Where: Lusail Stadium

When: Thursday, 22:00 (19:00 GMT)

FIFA Ranking: Brazil (1), Serbia (21)

Brazil and Serbia meet in the group stage of the World Cup for the second consecutive edition. A lot has changed for both teams since their duel in Moscow four years ago.

The evolution of Brazil’s squad is best illustrated by the fact that the opening goal in their 2-0 win over Serbia in 2018 was scored by Paulinho, who has not played for the national team in the past four years. Brazil’s midfield were run raggedly by Belgium in the quarter-final that year and the way they were shown was maintained manager Tite awake at night.

Their midfield going into the current World Cup has been strengthened significantly. With Fabinho, Bruno Guimarães and Lucas Paquetá – all making their World Cup debut in Qatar – Tite has found the perfect balance in the middle of the park.

Brazil was a team in transition in 2018 and had no clear identity. The shadow of their humiliation during the 2014 World Cup they hosted – when they were thrashed 7-1 in front of their fans by Germany in the semi-finals – still hung over the team and the nation as a whole.

But this time there is a palpable enthusiasm surrounding the side of the perennial favourites, much of which has to do with the attacking talent at their disposal.

Neymar perhaps plays his best football at Paris Saint-Germain. Gabriel Jesus and Gabriel Martinelli have been key to Arsenal’s resurgence this season. Vinícius Júnior and Rodrygo are fresh from winning the Champions League with Real Madrid. Add Raphinha, Antony and Richarlison to this and you have a forward line made up of fire and flair in equal parts.

The Seleção went undefeated in their World Cup qualifiers, scoring 45 goals and conceding just five.

Like Brazil, Serbia has also undergone a change since the last World Cup. The 2018 tournament in Russia was only their second ever appearance at the World Cup. The squad was littered with veterans who were clearly past their prime and youngsters who lacked the experience to play on such a global stage. It is not surprising that they fell in the group stage.

But the current squad seems better equipped to handle the pressures of major tournament football. The old guard of Branislav Ivanović, Nemanja Matić and Aleksandar Kolarov have retired and the younger players who were part of the 2018 squad have made huge strides in their development.

Aleksandar Mitrović broke the record for most goals scored in an English season last year. He is currently one of the most feared strikers in the English Premier League. Filip Kostić played a key role in Eintracht Frankfurt’s Europa League victory last season and sealed a move to Juventus.

Lazio’s Sergej Milinković-Savić has consistently been one of the best midfielders in Serie A. Serbian captain Dušan Tadić moved to Ajax after the 2018 World Cup and was a key member of their build-up to the 2019 Champions League semi-finals. of striker Dušan Vlahović – reports suggest Real Madrid and Manchester United are eyeing him – enhances the potency of this Serbian attack.

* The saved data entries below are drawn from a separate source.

//! Turn-selection rules for the team conversation.
//!
//! An explicit ordered list of (predicate, action) rules evaluated
//! top-to-bottom; the first match wins and falling through every rule
//! means "wait for the user". Keeping the table as data makes each rule
//! testable on its own and the first-match semantics visible, instead of
//! encoding them in nested control flow.
//!
//! The only non-deterministic branch is the lead pick after Sarah's
//! second architecture message: a uniform choice between exactly Marcus
//! and Elena.

use devsquad_core::message::{ConversationMessage, MessageRole};
use devsquad_core::PersonaRole;
use rand::RngCore;

/// Messages at least this long count as "substantial" for the heuristics.
pub const SUBSTANTIAL_LEN: usize = 80;

/// What a matched rule decides.
#[derive(Debug, Clone, Copy, PartialEq, Eq)]
pub enum RuleOutcome {
    Speak(PersonaRole),
    WaitForUser,
}

/// The conversation state a rule may inspect.
pub struct TurnContext<'a> {
    pub turns_taken: usize,
    pub max_turns: usize,
    pub messages: &'a [ConversationMessage],
}

impl<'a> TurnContext<'a> {
    pub fn last_message(&self) -> Option<&ConversationMessage> {
        self.messages.last()
    }

    pub fn previous_speaker(&self) -> Option<&str> {
        self.last_message().map(|m| m.speaker.as_str())
    }

    fn previous_role(&self) -> Option<PersonaRole> {
        self.last_message()
            .filter(|m| m.role == MessageRole::Agent)
            .and_then(|m| PersonaRole::from_display_name(&m.speaker))
    }

    pub fn spoken_count(&self, role: PersonaRole) -> usize {
        self.messages
            .iter()
            .filter(|m| m.speaker == role.display_name())
            .count()
    }

    pub fn substantial_count(&self, role: PersonaRole) -> usize {
        self.messages
            .iter()
            .filter(|m| m.speaker == role.display_name() && m.content.len() >= SUBSTANTIAL_LEN)
            .count()
    }

    pub fn has_joined(&self, role: PersonaRole) -> bool {
        self.spoken_count(role) > 0
    }

    fn is_first_message(&self) -> bool {
        self.messages.len() == 1 && self.messages[0].role == MessageRole::User
    }
}
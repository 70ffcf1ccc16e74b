//! Persona handlers — one implementation per team role.
//!
//! A handler is a capability interface: system prompt, tool allowlist,
//! hire list, iteration cap, temperature. Handlers are selected through an
//! explicit registry keyed by [`PersonaRole`] — never via string-typed
//! subclass chains.

mod architect;
mod backend;
mod frontend;
mod orchestrator;
mod qa;

pub use architect::ArchitectHandler;
pub use backend::BackendLeadHandler;
pub use frontend::FrontendLeadHandler;
pub use orchestrator::OrchestratorHandler;
pub use qa::QaHandler;

use std::collections::HashMap;
use std::sync::Arc;

use devsquad_core::PersonaRole;

/// The capability interface for one persona.
pub trait PersonaHandler: Send + Sync {
    fn role(&self) -> PersonaRole;

    /// The scripted system prompt for this persona.
    fn system_prompt(&self) -> &str;

    /// Tools this persona may call. Calls outside this list fail with
    /// `INSUFFICIENT_AUTHORITY`.
    fn allowed_tools(&self) -> &[&'static str];

    /// Roles this persona may hire.
    fn hire_list(&self) -> &[PersonaRole];

    /// Iteration cap for the runtime loop.
    fn max_iterations(&self) -> u32 {
        10
    }

    fn temperature(&self) -> f32 {
        0.7
    }
}

/// Registry of persona handlers, keyed by role.
pub struct PersonaRegistry {
    handlers: HashMap<PersonaRole, Arc<dyn PersonaHandler>>,
}

impl PersonaRegistry {
    pub fn new() -> Self {
        Self {
            handlers: HashMap::new(),
        }
    }

    /// Register a handler. Replaces any existing handler for the role.
    pub fn register(&mut self, handler: Arc<dyn PersonaHandler>) {
        self.handlers.insert(handler.role(), handler);
    }

    pub fn get(&self, role: PersonaRole) -> Option<Arc<dyn PersonaHandler>> {
        self.handlers.get(&role).cloned()
    }

    /// All five built-in personas.
    pub fn defaults() -> Self {
        let mut registry = Self::new();
        registry.register(Arc::new(OrchestratorHandler));
        registry.register(Arc::new(ArchitectHandler));
        registry.register(Arc::new(BackendLeadHandler));
        registry.register(Arc::new(FrontendLeadHandler));
        registry.register(Arc::new(QaHandler));
        registry
    }
}

impl Default for PersonaRegistry {
    fn default() -> Self {
        Self::defaults()
    }
}

#[cfg(test)]
mod tests {
    use super::*;

    #[test]
    fn defaults_cover_every_role() {
        let registry = PersonaRegistry::defaults();
        for role in PersonaRole::all() {
            let handler = registry.get(role).unwrap_or_else(|| panic!("no handler for {role}"));
            assert_eq!(handler.role(), role);
            assert!(!handler.system_prompt().is_empty());
            assert!(handler.max_iterations() > 0);
        }
    }

    #[test]
    fn only_orchestrator_hires() {
        let registry = PersonaRegistry::defaults();
        assert!(!registry
            .get(PersonaRole::Orchestrator)
            .unwrap()
            .hire_list()
            .is_empty());
        assert!(registry
            .get(PersonaRole::BackendLead)
            .unwrap()
            .hire_list()
            .is_empty());
    }

    #[test]
    fn leads_cannot_hire_but_can_write_code() {
        let registry = PersonaRegistry::defaults();
        let marcus = registry.get(PersonaRole::BackendLead).unwrap();
        assert!(marcus.allowed_tools().contains(&"write_file"));
        assert!(!marcus.allowed_tools().contains(&"hire_agent"));
    }
}
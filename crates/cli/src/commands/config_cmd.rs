//! `devsquad config` — print the effective configuration.
//!
//! Debug formatting redacts API keys; the TOML dump below goes through a
//! scrubbed copy for the same reason.

use devsquad_config::AppConfig;

pub fn run(config: AppConfig) -> anyhow::Result<()> {
    let mut scrubbed = config;
    if scrubbed.llm.api_key.is_some() {
        scrubbed.llm.api_key = Some("[REDACTED]".into());
    }
    println!("{}", toml::to_string_pretty(&scrubbed)?);
    Ok(())
}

Serbia topped their World Cup qualifying group ahead of Portugal, scoring an impressive 18 goals in eight matches.

Mitro
Aleksandar Mitrovic scored more goals than Cristiano Ronaldo in World Cup qualification REUTERS/Marko Djurica/File Photo

Serbia and Brazil rely heavily on their attacks and have cracks in their rears. Serbia kept just three clean sheets in their last 14 official matches. Meanwhile, the Brazilian squad falls short on fullback positions: Danilo, Alex Telles, Alex Sandro and Dani Alves fail to inspire confidence. Their attacking nature could be exploited by Serbia’s fast wingers.

Brazil is going into the World Cup in great shape and has not lost a game since losing to Argentina in last year’s Copa America final. They have scored 18 goals in their last five games. Serbia has won four of its last five games, scoring 14 goals.

All this points to one thing: expect a high-scoring affair on Thursday.